History: Petition for certiorari was filed on 6/10/2003. Petition was denied on 10/6/03.
*Holding below: United States v. Long, 2003 WL 140083, 7th. cir. The United States District Court for the Eastern District of Wisconsin, Lynn Adelman, J., 183 F.Supp.2d 1106, dismissed the indictment. Government appealed. Congress's 1973 restoration of Native American tribe's sovereign status is not mere delegation of federal power to tribe and, therefore, tribe is separate sovereign for purposes of dual sovereignty exception to Fifth Amendment's double jeopardy clause; person prosecuted in tribal court could be subsequently prosecuted in federal court for same offense.
v. United States
Subjects: Fuel -- Taxation; Confederated Tribes and Bands of the Yakama Indian Nation of the Yakima Reservation, Washington -- Taxation; Confederated Tribes and Bands of the Yakama Indian Nation of the Yakima Reservation, Washington -- Treaties -- Canons of construction favoring Indian.
*Issues: (1) Are previous opinions of this court, applying canons of treaty construction to construe language "the right of taking ... in common with citizens of the territory" in Article III, Paragraph 2, of Treaty with Yakamas of 1855 (12 Stat. 951), and finding that "right ... in common with" language reserved to Yakama specific and special rights to take fish, in direct conflict with opinions of Ninth Circuit in this case finding that identical language of same treaty article provided Yakamas with no special and specific rights as to travel on public highways? (2) Is opinion below, finding that terms "in common with" and "right to travel" in Article III provide Yakamas no rights, in direct conflict with this court's opinion in Washington v. Washington State Passenger Fishing Vessel Ass'n, 443 U.S. 658 (1979), construing same language to grant specific rights to Yakama Indians? (3) Does reasoning of opinion of this court in Tulee v.

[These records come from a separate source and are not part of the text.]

//! HTTP service that captions uploaded images in a selectable style.
//!
//! A CLIP vision encoder and a GPT-2 language model are loaded once at startup
//! and shared read-only by every request.

pub mod captioner;
pub mod config;
pub mod download;
pub mod error;
pub mod models;
mod page;
pub mod routes;
pub mod state;
pub mod styles;
pub mod upload;

pub use routes::router;
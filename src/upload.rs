use std::{
    io,
    path::{Path, PathBuf},
};
use tracing::warn;

pub const ALLOWED_EXTENSIONS: [&str; 5] = ["png", "jpg", "jpeg", "webp", "bmp"];

/// Maximum accepted request body.
pub const MAX_CONTENT_LENGTH: usize = 10 * 1024 * 1024;

/// Files beyond this count in one batch request are ignored.
pub const MAX_BATCH_FILES: usize = 10;

/// Extension check on the client filename. Content is not sniffed.
pub fn allowed_file(filename: &str) -> bool {
    filename
        .rsplit_once('.')
        .map(|(_, ext)| {
            ALLOWED_EXTENSIONS
                .iter()
                .any(|allowed| allowed.eq_ignore_ascii_case(ext))
        })
        .unwrap_or(false)
}

/// Reduces a client filename to a safe single path component.
pub fn secure_filename(filename: &str) -> String {
    let spaced: String = filename
        .chars()
        .filter(char::is_ascii)
        .map(|c| if c == '/' || c == '\\' { ' ' } else { c })
        .collect();

    let joined = spaced.split_whitespace().collect::<Vec<_>>().join("_");
    let cleaned: String = joined
        .chars()
        .filter(|c| c.is_ascii_alphanumeric() || matches!(c, '_' | '.' | '-'))
        .collect();
    let cleaned = cleaned.trim_matches(|c| c == '.' || c == '_');

    if cleaned.is_empty() {
        "upload".to_string()
    } else {
        cleaned.to_string()
    }
}

/// An upload written to the staging directory. The file is removed on drop.
#[derive(Debug)]
pub struct StagedFile {
    path: PathBuf,
}

impl StagedFile {
    pub async fn write(dir: &Path, filename: &str, bytes: &[u8]) -> io::Result<Self> {
        let path = dir.join(filename);
        tokio::fs::write(&path, bytes).await?;
        Ok(Self { path })
    }

    pub fn path(&self) -> &Path {
        &self.path
    }
}

impl Drop for StagedFile {
    fn drop(&mut self) {
        if let Err(e) = std::fs::remove_file(&self.path) {
            if e.kind() != io::ErrorKind::NotFound {
                warn!("failed to remove staged file {:?}: {}", self.path, e);
            }
        }
    }
}
//! Static prompts.

use rmcp::model::{GetPromptResult, Prompt, PromptMessage, PromptMessageRole};

pub const BEST_PRACTICES: &str = "best_practices";
pub const LIST_TABLES: &str = "list_tables";

const BEST_PRACTICES_TEXT: &str = r#"Guidelines for Steampipe SQL:

1. Answer style
   - Show results as a markdown table and keep commentary short.
   - Explain a query only where something is non-obvious, or when reworking one after an error.

2. Discover, never guess
   - Find schemas with schema_list, tables with table_list and columns with table_show.
   - Do not put a LIMIT on catalog queries; you need the whole list.

3. Select only the columns you need
   - Every column can cost extra API calls. Avoid select *.
   - Bad:  select * from aws_iam_user
   - Good: select user_name, arn from aws_iam_user

4. Joining data
   - Prefer materialized CTEs over direct joins so each table is fetched once:
       with users as materialized (
         select user_name, arn
         from aws_iam_user
       )
   - Plain selects are fine when no join is needed.

5. Filter early
   - Put where clauses on key columns so the plugin can narrow its API calls.
   - Use LIMIT while exploring data.

6. Formatting
   - Lowercase keywords, two-space indentation, one column per line.

Example:
with admins as materialized (
  select user_name, policy_name
  from aws_iam_user_policy
  where policy_name like 'Admin%'
)
select
  u.user_name,
  u.arn,
  a.policy_name
from aws_iam_user u
join admins a using (user_name)
order by u.user_name;"#;

const LIST_TABLES_TEXT: &str = r#"Each Steampipe connection is a schema, and its tables are named <plugin>_<resource>.

1. Call schema_list to see the connections.
2. Call table_list with a schema (for example "aws") to see its tables and descriptions.
3. Call table_show with a table name to see its columns before writing a query.

The same information is available through SQL:

select table_schema, table_name
from information_schema.tables
where table_schema not in ('information_schema', 'pg_catalog')
order by table_schema, table_name;"#;

pub fn list() -> Vec<Prompt> {
    vec![
        Prompt::new(
            BEST_PRACTICES,
            Some("Best practices for writing Steampipe SQL queries"),
            None,
        ),
        Prompt::new(
            LIST_TABLES,
            Some("How to find the tables available in Steampipe"),
            None,
        ),
    ]
}

/// The conversation for prompt `name`, or `None` when there is no such prompt.
pub fn get(name: &str) -> Option<GetPromptResult> {
    let (description, question, answer) = match name {
        BEST_PRACTICES => (
            "Best practices for writing Steampipe SQL queries",
            "What are the best practices for writing Steampipe SQL queries?",
            BEST_PRACTICES_TEXT,
        ),
        LIST_TABLES => (
            "How to find the tables available in Steampipe",
            "How do I see what tables are available in Steampipe?",
            LIST_TABLES_TEXT,
        ),
        _ => return None,
    };

    Some(GetPromptResult {
        description: Some(description.to_string()),
        messages: vec![
            PromptMessage::new_text(PromptMessageRole::User, question),
            PromptMessage::new_text(PromptMessageRole::Assistant, answer),
        ],
    })
}
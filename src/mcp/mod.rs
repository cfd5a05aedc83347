//! MCP server integration module.
//!
//! This module connects the MCP protocol to the tool dispatcher and exposes
//! the status resource, the schema/table resource templates and the prompts.

pub mod prompts;
pub mod resources;
pub mod service;

pub use service::SteampipeService;
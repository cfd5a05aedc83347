//! Query-related data models.

use serde::{Deserialize, Serialize};
use serde_json::Value as JsonValue;

/// Default statement timeout in seconds.
pub const DEFAULT_QUERY_TIMEOUT_SECS: u64 = 120;

/// Largest integer magnitude a JSON consumer can hold without precision loss (2^53 - 1).
pub const MAX_SAFE_INTEGER: i64 = 9_007_199_254_740_991;

/// One result row: column name to JSON value, in column order.
pub type Row = serde_json::Map<String, JsonValue>;

/// A parameter value for parameterized queries.
#[derive(Debug, Clone, PartialEq, Serialize, Deserialize)]
#[serde(untagged)]
pub enum QueryParam {
    Null,
    Bool(bool),
    /// Integer value (stored as i64 for maximum range)
    Int(i64),
    Float(f64),
    String(String),
    /// Arrays and objects, bound as JSON
    Json(JsonValue),
}

impl QueryParam {
    /// Get the type name of this parameter for debugging.
    pub fn type_name(&self) -> &'static str {
        match self {
            Self::Null => "null",
            Self::Bool(_) => "bool",
            Self::Int(_) => "int",
            Self::Float(_) => "float",
            Self::String(_) => "string",
            Self::Json(_) => "json",
        }
    }
}

impl From<JsonValue> for QueryParam {
    fn from(value: JsonValue) -> Self {
        match value {
            JsonValue::Null => Self::Null,
            JsonValue::Bool(b) => Self::Bool(b),
            JsonValue::Number(n) => match n.as_i64() {
                Some(i) => Self::Int(i),
                None => Self::Float(n.as_f64().unwrap_or_default()),
            },
            JsonValue::String(s) => Self::String(s),
            other => Self::Json(other),
        }
    }
}

/// Rows returned by a statement together with timing.
#[derive(Debug, Clone, Serialize)]
pub struct QueryResult {
    pub columns: Vec<String>,
    pub rows: Vec<Row>,
    pub row_count: usize,
    pub execution_time_ms: u64,
}

impl QueryResult {
    pub fn new(rows: Vec<Row>, execution_time_ms: u64) -> Self {
        let columns = rows
            .first()
            .map(|r| r.keys().cloned().collect())
            .unwrap_or_default();
        Self {
            columns,
            row_count: rows.len(),
            rows,
            execution_time_ms,
        }
    }
}

#[cfg(test)]
mod tests {
    use super::*;
    use serde_json::json;

    #[test]
    fn test_query_param_from_json() {
        assert_eq!(QueryParam::from(json!(null)), QueryParam::Null);
        assert_eq!(QueryParam::from(json!(true)), QueryParam::Bool(true));
        assert_eq!(QueryParam::from(json!(7)), QueryParam::Int(7));
        assert_eq!(QueryParam::from(json!(1.5)), QueryParam::Float(1.5));
        assert_eq!(
            QueryParam::from(json!("us-east-1")),
            QueryParam::String("us-east-1".into())
        );
        assert_eq!(QueryParam::from(json!([1])).type_name(), "json");
    }

    #[test]
    fn test_query_result_preserves_column_order() {
        let mut row = Row::new();
        row.insert("zeta".into(), json!(1));
        row.insert("alpha".into(), json!(2));
        let result = QueryResult::new(vec![row], 3);
        assert_eq!(result.columns, vec!["zeta", "alpha"]);
        assert_eq!(result.row_count, 1);
    }
}
//! Connection management tool.

use crate::db::QueryExecutor;
use crate::error::DbResult;
use crate::tools::registry::{parse_args, to_text};
use futures_util::future::BoxFuture;
use schemars::JsonSchema;
use serde::Deserialize;
use serde_json::Value as JsonValue;
use tracing::info;

/// Input for the reconnect tool.
#[derive(Debug, Clone, Default, Deserialize, JsonSchema)]
#[serde(deny_unknown_fields)]
pub struct ReconnectInput {
    /// New connection string or SQLite path. Omit to resolve again from the environment,
    /// the startup argument or the running Steampipe service.
    #[serde(default)]
    pub connection_string: Option<String>,
}

pub const RECONNECT_DESCRIPTION: &str = "Drop the current database connection and connect again, \
optionally to a different connection string. Use after restarting the Steampipe service or \
changing its configuration. Returns the new connection status.";

pub fn reconnect(executor: QueryExecutor, args: JsonValue) -> BoxFuture<'static, DbResult<String>> {
    Box::pin(async move {
        let input: ReconnectInput = parse_args("reconnect", args)?;
        let explicit = input
            .connection_string
            .as_deref()
            .map(str::trim)
            .filter(|s| !s.is_empty());
        let status = executor.manager().reconnect(explicit).await?;
        info!(state = %status.status, "Reconnected");
        to_text(&status)
    })
}
//! Schema introspection tools.
//!
//! This module implements `schema_list`, `table_list` and `table_show`.

use crate::db::{QueryExecutor, SchemaInspector};
use crate::error::DbResult;
use crate::models::{SchemaEntry, TableDetail, TableSummary};
use crate::tools::registry::{parse_args, to_text};
use futures_util::future::BoxFuture;
use schemars::JsonSchema;
use serde::{Deserialize, Serialize};
use serde_json::Value as JsonValue;
use tracing::info;

/// Input for the schema_list tool.
#[derive(Debug, Clone, Default, Deserialize, JsonSchema)]
#[serde(deny_unknown_fields)]
pub struct SchemaListInput {
    /// Case-insensitive filter on the schema name; a bare word matches anywhere, or use % wildcards
    #[serde(default)]
    pub filter: Option<String>,
}

/// Input for the table_list tool.
#[derive(Debug, Clone, Deserialize, JsonSchema)]
#[serde(deny_unknown_fields)]
pub struct TableListInput {
    /// Schema to list tables from (for Steampipe, the connection name, e.g. "aws")
    #[schemars(length(min = 1))]
    pub schema: String,
    /// Filter on the table name; a bare word matches anywhere, or use % wildcards
    #[serde(default)]
    pub filter: Option<String>,
}

/// Input for the table_show tool.
#[derive(Debug, Clone, Deserialize, JsonSchema)]
#[serde(deny_unknown_fields)]
pub struct TableShowInput {
    /// Table name, optionally schema-qualified (aws.aws_s3_bucket)
    #[schemars(length(min = 1))]
    pub name: String,
    /// Schema to look in. Without it the default schema wins, then other schemas alphabetically
    #[serde(default)]
    pub schema: Option<String>,
}

#[derive(Debug, Serialize)]
pub struct SchemaListOutput {
    pub schemas: Vec<SchemaEntry>,
}

#[derive(Debug, Serialize)]
pub struct TableListOutput {
    pub schema: String,
    pub tables: Vec<TableSummary>,
}

#[derive(Debug, Serialize)]
pub struct TableShowOutput {
    pub table: TableDetail,
}

pub const SCHEMA_LIST_DESCRIPTION: &str = "List schemas. On Steampipe each plugin connection is a schema; \
entries show the plugin, connection, type (connection or aggregator) and state.";

pub const TABLE_LIST_DESCRIPTION: &str =
    "List the tables in a schema, with their descriptions. Optionally filter by name.";

pub const TABLE_SHOW_DESCRIPTION: &str = "Show a table's columns in ordinal order: name, type, nullability, default and description.";

/// Empty filters mean no filter.
fn non_empty(value: Option<String>) -> Option<String> {
    value.filter(|v| !v.trim().is_empty())
}

pub fn schema_list(executor: QueryExecutor, args: JsonValue) -> BoxFuture<'static, DbResult<String>> {
    Box::pin(async move {
        let input: SchemaListInput = parse_args("schema_list", args)?;
        let schemas = SchemaInspector::new(executor)
            .list_schemas(non_empty(input.filter).as_deref())
            .await?;
        info!(count = schemas.len(), "Schemas listed");
        to_text(&SchemaListOutput { schemas })
    })
}

pub fn table_list(executor: QueryExecutor, args: JsonValue) -> BoxFuture<'static, DbResult<String>> {
    Box::pin(async move {
        let input: TableListInput = parse_args("table_list", args)?;
        let schema = input.schema.trim().to_string();
        let tables = SchemaInspector::new(executor)
            .list_tables(&schema, non_empty(input.filter).as_deref())
            .await?;
        info!(schema = %schema, count = tables.len(), "Tables listed");
        to_text(&TableListOutput { schema, tables })
    })
}

pub fn table_show(executor: QueryExecutor, args: JsonValue) -> BoxFuture<'static, DbResult<String>> {
    Box::pin(async move {
        let input: TableShowInput = parse_args("table_show", args)?;
        let schema = non_empty(input.schema);
        let table = SchemaInspector::new(executor)
            .show_table(input.name.trim(), schema.as_deref().map(str::trim))
            .await?;
        info!(schema = %table.schema, table = %table.name, "Table described");
        to_text(&TableShowOutput { table })
    })
}
//! Output formatting for tabular tool results.
//!
//! `query` returns JSON by default; the table and markdown renderings are for
//! hosts that show tool output to a person verbatim.

use crate::models::{QueryResult, Row};
use schemars::JsonSchema;
use serde::{Deserialize, Serialize};
use serde_json::Value as JsonValue;
use unicode_width::UnicodeWidthStr;

/// Output format for query results.
#[derive(Debug, Clone, Copy, Default, PartialEq, Eq, Deserialize, Serialize, JsonSchema)]
#[serde(rename_all = "lowercase")]
pub enum OutputFormat {
    /// Structured JSON (default)
    #[default]
    Json,
    /// ASCII table, psql style
    Table,
    /// Markdown table
    Markdown,
}

/// Render `result` in the requested format.
pub fn render(result: &QueryResult, format: OutputFormat) -> String {
    match format {
        OutputFormat::Json => {
            serde_json::to_string_pretty(result).unwrap_or_else(|e| format!("{{\"error\": \"{}\"}}", e))
        }
        OutputFormat::Table => format_as_table(
            &result.columns,
            &result.rows,
            result.row_count,
            result.execution_time_ms,
        ),
        OutputFormat::Markdown => format_as_markdown(&result.columns, &result.rows, result.row_count),
    }
}

pub fn format_value(value: &JsonValue) -> String {
    match value {
        JsonValue::Null => "NULL".to_string(),
        JsonValue::Bool(b) => b.to_string(),
        JsonValue::Number(n) => n.to_string(),
        JsonValue::String(s) => s.clone(),
        other => other.to_string(),
    }
}

pub fn format_as_table(
    columns: &[String],
    rows: &[Row],
    row_count: usize,
    execution_time_ms: u64,
) -> String {
    if columns.is_empty() {
        return "Empty set".to_string();
    }

    let mut widths: Vec<usize> = columns.iter().map(|c| c.width()).collect();
    for row in rows {
        for (i, col) in columns.iter().enumerate() {
            if let Some(value) = row.get(col) {
                widths[i] = widths[i].max(format_value(value).width());
            }
        }
    }

    let mut output = String::new();
    let separator: String = widths
        .iter()
        .map(|w| format!("+{}", "-".repeat(w + 2)))
        .collect::<String>()
        + "+\n";

    output.push_str(&separator);
    let header: String = columns
        .iter()
        .zip(&widths)
        .map(|(col, w)| format!("| {} ", pad(col, *w, Align::Center)))
        .collect::<String>()
        + "|\n";
    output.push_str(&header);
    output.push_str(&separator);

    for row in rows {
        let line: String = columns
            .iter()
            .zip(&widths)
            .map(|(col, w)| {
                let value = row.get(col).unwrap_or(&JsonValue::Null);
                let align = if value.is_number() {
                    Align::Right
                } else {
                    Align::Left
                };
                format!("| {} ", pad(&format_value(value), *w, align))
            })
            .collect::<String>()
            + "|\n";
        output.push_str(&line);
    }

    output.push_str(&separator);

    let row_text = if row_count == 1 { "row" } else { "rows" };
    output.push_str(&format!(
        "{} {} ({:.2} sec)\n",
        row_count,
        row_text,
        execution_time_ms as f64 / 1000.0
    ));

    output
}

pub fn format_as_markdown(columns: &[String], rows: &[Row], row_count: usize) -> String {
    if columns.is_empty() {
        return "*Empty set*".to_string();
    }

    let mut output = String::new();

    let header: String = columns
        .iter()
        .map(|c| format!("| {} ", c))
        .collect::<String>()
        + "|\n";
    output.push_str(&header);

    let sep: String = columns.iter().map(|_| "|---").collect::<String>() + "|\n";
    output.push_str(&sep);

    for row in rows {
        let line: String = columns
            .iter()
            .map(|col| {
                let value = row.get(col).unwrap_or(&JsonValue::Null);
                // Pipes would split the cell
                format!("| {} ", format_value(value).replace('|', "\\|"))
            })
            .collect::<String>()
            + "|\n";
        output.push_str(&line);
    }

    output.push_str(&format!("\n*{} rows*", row_count));

    output
}

#[derive(Clone, Copy)]
enum Align {
    Left,
    Right,
    Center,
}

/// Pad by display width; `format!` width counts chars, which misaligns CJK text.
fn pad(text: &str, width: usize, align: Align) -> String {
    let fill = width.saturating_sub(text.width());
    match align {
        Align::Left => format!("{}{}", text, " ".repeat(fill)),
        Align::Right => format!("{}{}", " ".repeat(fill), text),
        Align::Center => {
            let left = fill / 2;
            format!("{}{}{}", " ".repeat(left), text, " ".repeat(fill - left))
        }
    }
}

Washington, 315 U.S. 682 (1942), construing "in common with" language of Article III, Paragraph 2, of Treaty with Yakama of 1855 (12 Stat. 951) as reserving to Yakama tribal members right to take fish without payment for fees for that right, conflict with court of appeals' ruling that identical language of Article III, Paragraph 1, of treaty regarding right of Yakama Indians to haul tribally produced goods to market on public highways free of federal diesel and heavy vehicle use tax, provided no similar exemption? (4) Is court of appeals' opinion requiring that Indian treaty must contain "express exemptive language" on its face before it may qualify Indian for federal tax exemption in direct conflict with prior rulings of this court in Choate v. Trapp, 224 U.S. 665 (1912), Squire v. Capoeman, 351 U.S. 1 (1956), and Chickasaw Nation v. United States, 534 U.S. 84, 70 U.S.L.W. 4020 (2001), holding that such language need only be "clearly expressed," with all doubtful terms and expressions construed in favor of Indians?
History: Petition for certiorari was filed on 4/22/2003. Petition was denied on 10/6/03.
*Holding below: Ramsey v. United States. 9th cir. 302 F.3d 1074. Language in 1855 Yakama Treaty stating that "free access from the [reservation] to the nearest public highway, is secured to [the Yakama]; as also the right in common with citizens of the United States, to travel upon all public highways," does not provide express exemptive language from which court can discern intent to exempt Yakama from generally applicable federal heavy vehicle and federal diesel fuel taxes, and thus, member of federally recognized Indian tribe who lives and works on reservation is subject to federal heavy vehicle and diesel fuel taxes for hauling timber that was cut on reservation to off-reservation markets using diesel fuel trucks that exceed 55,000 pounds gross vehicle weight.